# Python RegEx

## What we will learn ?
    What are Regular Expressions ?
    Why we use Regular Expressions ?
    What are Metacharacters in RegEx ?
    Different types of Metacharacters in Python.
    Special Sequences In RegEx ?
    Basic Regular Expression Operations
    Phone Number Verification
    Email Verification
    Web scrapping using RegEx

### What are regular expressions ?
    RegEx is a special text string for describing a search pattern.
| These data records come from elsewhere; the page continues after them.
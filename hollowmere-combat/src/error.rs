use thiserror::Error;

#[derive(Debug, Error, PartialEq, Eq)]
pub enum CombatError {
    #[error("unknown enemy type: {0}")]
    UnknownEnemyType(String),
    #[error("no enemies to fight")]
    EmptyEncounter,
    #[error("combat is already in progress")]
    AlreadyInCombat,
    #[error("no combat in progress")]
    NotInCombat,
    #[error("it is not {0}'s turn")]
    NotYourTurn(String),
    #[error("unknown combatant: {0}")]
    UnknownCombatant(String),
    #[error("target is already defeated: {0}")]
    TargetDefeated(String),
    #[error("party member {0} has no ability charges remaining")]
    NoAbilityUses(String),
}
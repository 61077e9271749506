//! Error types shared by the physical and partition layers.

use std::collections::TryReserveError;
use std::fmt;

use thiserror::Error;

use crate::nand::PhysicalNand;
use crate::partition::PhysicalPartition;

/// Failure reported by a physical NAND primitive.
///
/// The partition layer never interprets these; they are relayed to the caller unmodified.
#[derive(Debug, Error)]
pub enum PhysicalError {
    #[error("address {chip}:{block} (page {page}) out of range")]
    OutOfRange { chip: u32, block: u32, page: u32 },

    #[error("buffer is {actual} bytes, expected {expected}")]
    BufferSize { expected: usize, actual: usize },

    #[error("block {chip}:{block} page {page} is already programmed")]
    AlreadyProgrammed { chip: u32, block: u32, page: u32 },

    #[error("erase of block {chip}:{block} failed")]
    EraseFailed { chip: u32, block: u32 },

    #[error("program of block {chip}:{block} page {page} failed")]
    ProgramFailed { chip: u32, block: u32, page: u32 },

    #[error("marking block {chip}:{block} bad failed")]
    MarkFailed { chip: u32, block: u32 },

    #[error("uncorrectable ECC error in block {chip}:{block} page {page}")]
    Uncorrectable { chip: u32, block: u32, page: u32 },

    #[error("operation timed out")]
    Timeout,

    #[error(transparent)]
    Io(#[from] std::io::Error),
}

impl From<nix::errno::Errno> for PhysicalError {
    fn from(value: nix::errno::Errno) -> Self {
        Self::Io(value.into())
    }
}

/// Why a logical partition could not be created
#[derive(Debug, Error)]
pub enum CreateErrorKind {
    #[error("allocation failed")]
    Allocation(#[from] TryReserveError),

    #[error("invalid geometry: {0}")]
    InvalidGeometry(&'static str),
}

/// Returned when a logical partition can't be created.
///
/// Ownership of the physical partition goes back to the caller, untouched.
pub struct CreateError<N: PhysicalNand> {
    pub kind: CreateErrorKind,
    geometry: PhysicalPartition<N>,
}

impl<N: PhysicalNand> CreateError<N> {
    pub(crate) fn new(kind: CreateErrorKind, geometry: PhysicalPartition<N>) -> Self {
        Self { kind, geometry }
    }

    /// Take the physical partition back
    pub fn into_geometry(self) -> PhysicalPartition<N> {
        self.geometry
    }
}

impl<N: PhysicalNand> fmt::Debug for CreateError<N> {
    fn fmt(&self, f: &mut fmt::Formatter<'_>) -> fmt::Result {
        f.debug_struct("CreateError")
            .field("kind", &self.kind)
            .field("geometry", &self.geometry)
            .finish()
    }
}

impl<N: PhysicalNand> fmt::Display for CreateError<N> {
    fn fmt(&self, f: &mut fmt::Formatter<'_>) -> fmt::Result {
        write!(
            f,
            "cannot create logical partition {}: {}",
            self.geometry.index, self.kind
        )
    }
}

impl<N: PhysicalNand> std::error::Error for CreateError<N> {
    fn source(&self) -> Option<&(dyn std::error::Error + 'static)> {
        Some(&self.kind)
    }
}
//! Logical partitions: contiguous spans of blocks on a shared NAND device, addressed by logical
//! block number.
//!
//! ```text
//!  chip 0                                   chip 1
//! +-----------------------------------+    +-----------------------------------+
//! | ... | part 0 ...           | part 1 | -> | part 1 ...       | part 2 ...     |
//! +-----------------------------------+    +-----------------------------------+
//!         ^ start (0, n)          ^ start (0, m), rolls over into chip 1
//! ```
//!
//! A [PhysicalPartition] describes where a partition lives and how the device is shaped. A
//! [LogicalPartition] takes ownership of one, derives its sizing once, and exposes the
//! [FlashPartition] operations that an FTL builds on. Every operation translates the logical
//! block to a physical (chip, block) before delegating to the device; nothing here remaps or
//! avoids bad blocks on its own.

mod logical;
mod physical;
mod scan;

use std::fmt;

use crate::error::PhysicalError;
use crate::nand::SectorBitmap;

pub use logical::LogicalPartition;
pub use physical::{build_physical_partitions, PhysicalPartition};
pub use scan::scan_bad_blocks;

/// An absolute block coordinate on a device
#[derive(Debug, Copy, Clone, Eq, PartialEq, Hash)]
pub struct BlockAddress {
    pub chip: u32,
    pub block: u32,
}

impl fmt::Display for BlockAddress {
    fn fmt(&self, f: &mut fmt::Formatter<'_>) -> fmt::Result {
        write!(f, "{}:{}", self.chip, self.block)
    }
}

/// The operations a flash translation layer uses on a partition.
///
/// Blocks are logical block numbers, zero-based from the start of the partition. Buffers follow
/// the conventions of [crate::nand::PhysicalNand].
pub trait FlashPartition {
    fn name(&self) -> &str;

    /// Blocks usable by the FTL (the free block reserve already subtracted)
    fn total_blocks(&self) -> u32;

    fn pages_per_block(&self) -> u32;
    fn bytes_per_page(&self) -> usize;
    fn spare_bytes(&self) -> usize;

    /// The mask selecting every sector of a page
    fn full_bitmap(&self) -> SectorBitmap;

    /// Erase a block
    fn erase(&self, block: u32) -> Result<(), PhysicalError>;

    /// Read the selected sectors of a page, plus spare bytes
    fn read(
        &self,
        block: u32,
        page: u32,
        sectors: SectorBitmap,
        user: &mut [u8],
        spare: &mut [u8],
    ) -> Result<(), PhysicalError>;

    /// Program the selected sectors of a page, plus spare bytes
    fn write(
        &self,
        block: u32,
        page: u32,
        sectors: SectorBitmap,
        user: &[u8],
        spare: &[u8],
    ) -> Result<(), PhysicalError>;

    /// Is the block free of both factory and runtime-acquired defects?
    ///
    /// This is a snapshot: a concurrent [FlashPartition::mark_block_bad] may not be seen yet.
    fn is_block_good(&self, block: u32) -> bool;

    /// Mark a block bad. The block is recorded as bad even if marking fails.
    fn mark_block_bad(&self, block: u32) -> Result<(), PhysicalError>;
}
impl<N: PhysicalNand> fmt::Debug for LogicalPartition<N> {
    fn fmt(&self, f: &mut fmt::Formatter<'_>) -> fmt::Result {
        f.debug_struct("LogicalPartition")
            .field("name", &self.name)
            .field("geometry", &self.geometry)
            .field("bytes_per_page", &self.bytes_per_page)
            .field("bytes_per_block", &self.bytes_per_block)
            .field("capacity_sectors", &self.capacity_sectors)
            .field("total_blocks", &self.total_blocks)
            .field("usable_bytes", &self.usable_bytes)
            .finish_non_exhaustive()
    }
}

#[cfg(test)]
mod test_support {
    use std::sync::Arc;

    use crate::diag::CaptureSink;
    use crate::nand::{NandDevice, NandLayout, SimNand};
    use crate::partition::{BlockAddress, LogicalPartition, PhysicalPartition};

    pub const TEST_LAYOUT: NandLayout = NandLayout {
        chips: 3,
        blocks_per_chip: 1024,
        pages_per_block: 16,
        sectors_per_page: 4,
        spare_bytes: 16,
    };

    pub fn device(nand: SimNand) -> Arc<NandDevice<SimNand>> {
        Arc::new(NandDevice::new(nand))
    }

    /// A partition of 100 blocks starting two blocks before the end of chip 0
    pub fn partition(
        device: &Arc<NandDevice<SimNand>>,
        cross_talk: bool,
    ) -> (LogicalPartition<SimNand>, Arc<CaptureSink>) {
        let sink = Arc::new(CaptureSink::default());
        let geometry =
            PhysicalPartition::new(device.clone(), 0, BlockAddress { chip: 0, block: 1022 }, 100, 0)
                .with_cross_talk(cross_talk);
        let partition = LogicalPartition::create_with_diagnostics(geometry, sink.clone()).unwrap();
        (partition, sink)
    }
}

#[cfg(test)]
use test_support::*;

#[test]
fn test_derived_fields() {
    use crate::nand::{NandDevice, NandLayout, SimNand};

    let device = Arc::new(NandDevice::new(SimNand::new(NandLayout {
        chips: 1,
        blocks_per_chip: 4096,
        pages_per_block: 256,
        sectors_per_page: 32,
        spare_bytes: 64,
    })));
    let geometry = PhysicalPartition::new(device, 3, BlockAddress { chip: 0, block: 8 }, 2000, 48);
    let partition = LogicalPartition::create(geometry).unwrap();

    assert_eq!(partition.name(), "nand_partition3");
    assert_eq!(partition.sectors_per_page(), 32);
    assert_eq!(partition.bytes_per_page(), 512 * 32);
    assert_eq!(partition.bytes_per_block(), 512 * 32 * 256);
    assert_eq!(partition.total_blocks(), 1952);
    assert_eq!(partition.usable_bytes(), 1952 * 512 * 32 * 256);
    assert_eq!(partition.capacity_sectors(), 1952 * 256 * 32);
    assert_eq!(partition.capacity_bytes(), 1952 * 256 * 32 * 512);
    assert_eq!(partition.spare_bytes(), 64);
    assert_eq!(partition.pages_per_block(), 256);
    assert_eq!(partition.full_bitmap(), SectorBitmap(0xFFFF_FFFF));
}

#[test]
fn test_names() {
    assert_eq!(partition_name(0).unwrap(), "nand_partition0");
    assert_eq!(partition_name(3).unwrap(), "nand_partition3");
    assert_eq!(partition_name(9).unwrap(), "nand_partition9");
    assert_eq!(partition_name(10).unwrap(), "nand_partition10");
    assert_eq!(partition_name(123).unwrap(), "nand_partition123");
}
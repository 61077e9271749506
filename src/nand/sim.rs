//! A simulated in-memory NAND flash, for testing purposes

use std::collections::HashSet;
use std::io::{Read, Write};
use std::sync::{Mutex, PoisonError, RwLock};

use super::{NandLayout, PageUtil, PhysicalNand, SectorBitmap};
use crate::config::{BAD_BLOCK_FILL, SECTOR_SIZE};
use crate::error::PhysicalError;
use crate::util::{LockExt, ReadExt, RwLockExt};

/// A persistent failure injected into a [SimNand] block
#[derive(Debug, Copy, Clone, Eq, PartialEq, Hash)]
pub enum SimFault {
    Erase { chip: u32, block: u32 },
    Program { chip: u32, block: u32 },
    Mark { chip: u32, block: u32 },
}

/// An entry in the [SimNand] operation journal
#[derive(Debug, Copy, Clone, Eq, PartialEq)]
pub enum SimOp {
    WaitReady,
    Erase { chip: u32, block: u32 },
    Read { chip: u32, block: u32, page: u32 },
    Write { chip: u32, block: u32, page: u32 },
    MarkBad { chip: u32, block: u32 },
}

/// A simulated NAND flash device with any number of chips
#[derive(Debug)]
pub struct SimNand {
    layout: NandLayout,
    blocks: Mutex<Box<[SimBlock]>>,

    factory_bad: HashSet<(u32, u32)>,
    runtime_bad: RwLock<HashSet<(u32, u32)>>,

    /// Blocks the partition layer asked to have marked
    marked_bad: Mutex<HashSet<(u32, u32)>>,

    faults: Mutex<HashSet<SimFault>>,
    journal: Mutex<Vec<SimOp>>,
}

/// A block of SimNand; no pages means fully erased
#[derive(Debug, Clone, Default)]
struct SimBlock {
    pages: Vec<SimPage>,
}

#[derive(Debug, Clone)]
struct SimPage {
    data: Box<[u8]>,
    spare: Box<[u8]>,

    /// Sectors that have been programmed since the last erase
    programmed: SectorBitmap,
    spare_programmed: bool,
}

impl SimPage {
    fn erased(layout: &NandLayout) -> Self {
        Self {
            data: vec![0xFF; layout.bytes_per_page()].into(),
            spare: vec![0xFF; layout.spare_bytes as usize].into(),
            programmed: SectorBitmap::default(),
            spare_programmed: false,
        }
    }
}

impl SimNand {
    /// Create a fully-erased SimNand with the specified layout and no bad blocks
    pub fn new(layout: NandLayout) -> Self {
        let blocks = vec![SimBlock::default(); layout.total_blocks() as usize];

        Self {
            layout,
            blocks: Mutex::new(blocks.into_boxed_slice()),
            factory_bad: Default::default(),
            runtime_bad: Default::default(),
            marked_bad: Default::default(),
            faults: Default::default(),
            journal: Default::default(),
        }
    }

    /// Declare a block as bad from the factory
    pub fn with_factory_bad(mut self, chip: u32, block: u32) -> Self {
        self.factory_bad.insert((chip, block));
        self
    }

    /// Make every future erase/program/mark of a block fail
    pub fn inject(&self, fault: SimFault) {
        self.faults.locked().insert(fault);
    }

    pub fn clear_faults(&self) {
        self.faults.locked().clear();
    }

    /// Every primitive invoked so far, in order
    pub fn journal(&self) -> Vec<SimOp> {
        self.journal.locked().clone()
    }

    pub fn clear_journal(&self) {
        self.journal.locked().clear();
    }

    /// How many times the ready/busy barrier has been waited on
    pub fn ready_waits(&self) -> usize {
        self.journal
            .locked()
            .iter()
            .filter(|op| **op == SimOp::WaitReady)
            .count()
    }

    /// Did anyone ask to have this block marked bad?
    pub fn is_marked(&self, chip: u32, block: u32) -> bool {
        self.marked_bad.locked().contains(&(chip, block))
    }

    /// Initialize the main data of every block from a raw image, such as a File.
    ///
    /// An image shorter than the device leaves the remaining blocks erased.
    pub fn load<R: Read>(&mut self, read: &mut R) -> anyhow::Result<()> {
        let layout = self.layout;
        let page_size = layout.bytes_per_page();
        let blocks = self
            .blocks
            .get_mut()
            .unwrap_or_else(PoisonError::into_inner);

        let mut buf = Vec::with_capacity(layout.bytes_per_block());
        for block in blocks.iter_mut() {
            buf.clear();
            read.read_to_vec(&mut buf, layout.bytes_per_block())?;

            block.pages.clear();
            if buf.is_erased() {
                continue;
            }

            buf.resize(layout.bytes_per_block(), 0xFF);
            block.pages = buf
                .chunks_exact(page_size)
                .map(|content| {
                    let mut page = SimPage::erased(&layout);
                    page.data.copy_from_slice(content);
                    page.programmed = SectorBitmap(
                        content
                            .chunks_exact(SECTOR_SIZE)
                            .enumerate()
                            .filter(|(_, sector)| !sector.is_erased())
                            .fold(0, |bits, (i, _)| bits | 1u64 << i),
                    );
                    page
                })
                .collect();
        }

        Ok(())
    }

    /// Write the main data of every block out to a writable stream (such as a File).
    ///
    /// Blocks that are bad for any reason are written as a fill pattern.
    pub fn save<W: Write>(&self, write: &mut W) -> anyhow::Result<()> {
        let mut buf = vec![0; self.layout.bytes_per_block()];
        let blocks = self.blocks.locked();

        for chip in 0..self.layout.chips {
            for block in 0..self.layout.blocks_per_chip {
                let content = &blocks[self.block_index(chip, block, 0)?];

                if self.is_factory_bad(chip, block)
                    || self.is_runtime_bad(chip, block)
                    || self.is_marked(chip, block)
                {
                    buf.fill(BAD_BLOCK_FILL);
                } else if content.pages.is_empty() {
                    buf.fill(0xFF);
                } else {
                    for (page, out) in content
                        .pages
                        .iter()
                        .zip(buf.chunks_exact_mut(self.layout.bytes_per_page()))
                    {
                        out.copy_from_slice(&page.data);
                    }
                }

                write.write_all(&buf)?;
            }
        }

        Ok(())
    }

    fn log(&self, op: SimOp) {
        self.journal.locked().push(op);
    }

    fn has_fault(&self, fault: SimFault) -> bool {
        self.faults.locked().contains(&fault)
    }

    /// Convert (chip, block) to an index into `blocks`, checking the page number too
    fn block_index(&self, chip: u32, block: u32, page: u32) -> Result<usize, PhysicalError> {
        if chip >= self.layout.chips
            || block >= self.layout.blocks_per_chip
            || page >= self.layout.pages_per_block
        {
            return Err(PhysicalError::OutOfRange { chip, block, page });
        }

        Ok(chip as usize * self.layout.blocks_per_chip as usize + block as usize)
    }

    fn check_buffers(&self, user: usize, spare: usize) -> Result<(), PhysicalError> {
        if user != self.layout.bytes_per_page() {
            return Err(PhysicalError::BufferSize {
                expected: self.layout.bytes_per_page(),
                actual: user,
            });
        }

        if spare > self.layout.spare_bytes as usize {
            return Err(PhysicalError::BufferSize {
                expected: self.layout.spare_bytes as usize,
                actual: spare,
            });
        }

        Ok(())
    }
}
We can use regex in python by importing the re module.
    
### Why we use regular expressions ?
- to extract the date & time from log file
- to verify emails format
- to verify a correct phone number
- to search for a specific pattern in database
    

In [1]:
# In order to use RegEx module, we have to import it:

import re

In [None]:
dir(re)

In [None]:
pattern = "^a...e$"
test_string = "apple"

result = re.match("^a...e$","apple")   #re.match() function to search pattern within the test_string
print(result)

if result:    # False
    print('Match found')
else:
    print('Match not found')

# Metacharacters:

To specify the pattern using regular expressions we use **metacharacters**.<br>
They are interpreted in a special way by a regex engine.<br>
**Metacharacters:** [ ] . ^ $ + ? { } ( ) \ |

# 1. Square Brackets[ ]
- specifies a set of characters you wish to match
- you can also specify the range

In [2]:
print(re.findall("[a]", "abcdefaga"))

['a', 'a', 'a']


In [3]:
print(re.findall("[b-e]", "abcdefg"))

['b', 'c', 'd', 'e']


In [4]:
print(re.findall("[1-4]", "abcdefg 124589"))

['1', '2', '4']


In [5]:
print(re.findall("[1-48]", "abcdefg 124589"))

['1', '2', '4', '8']


You can also complement the character set by using **caret^** symbol at the start of a square-bracket

In [6]:
print(re.findall("[^c-f1-4]", "abcdefg 124589"))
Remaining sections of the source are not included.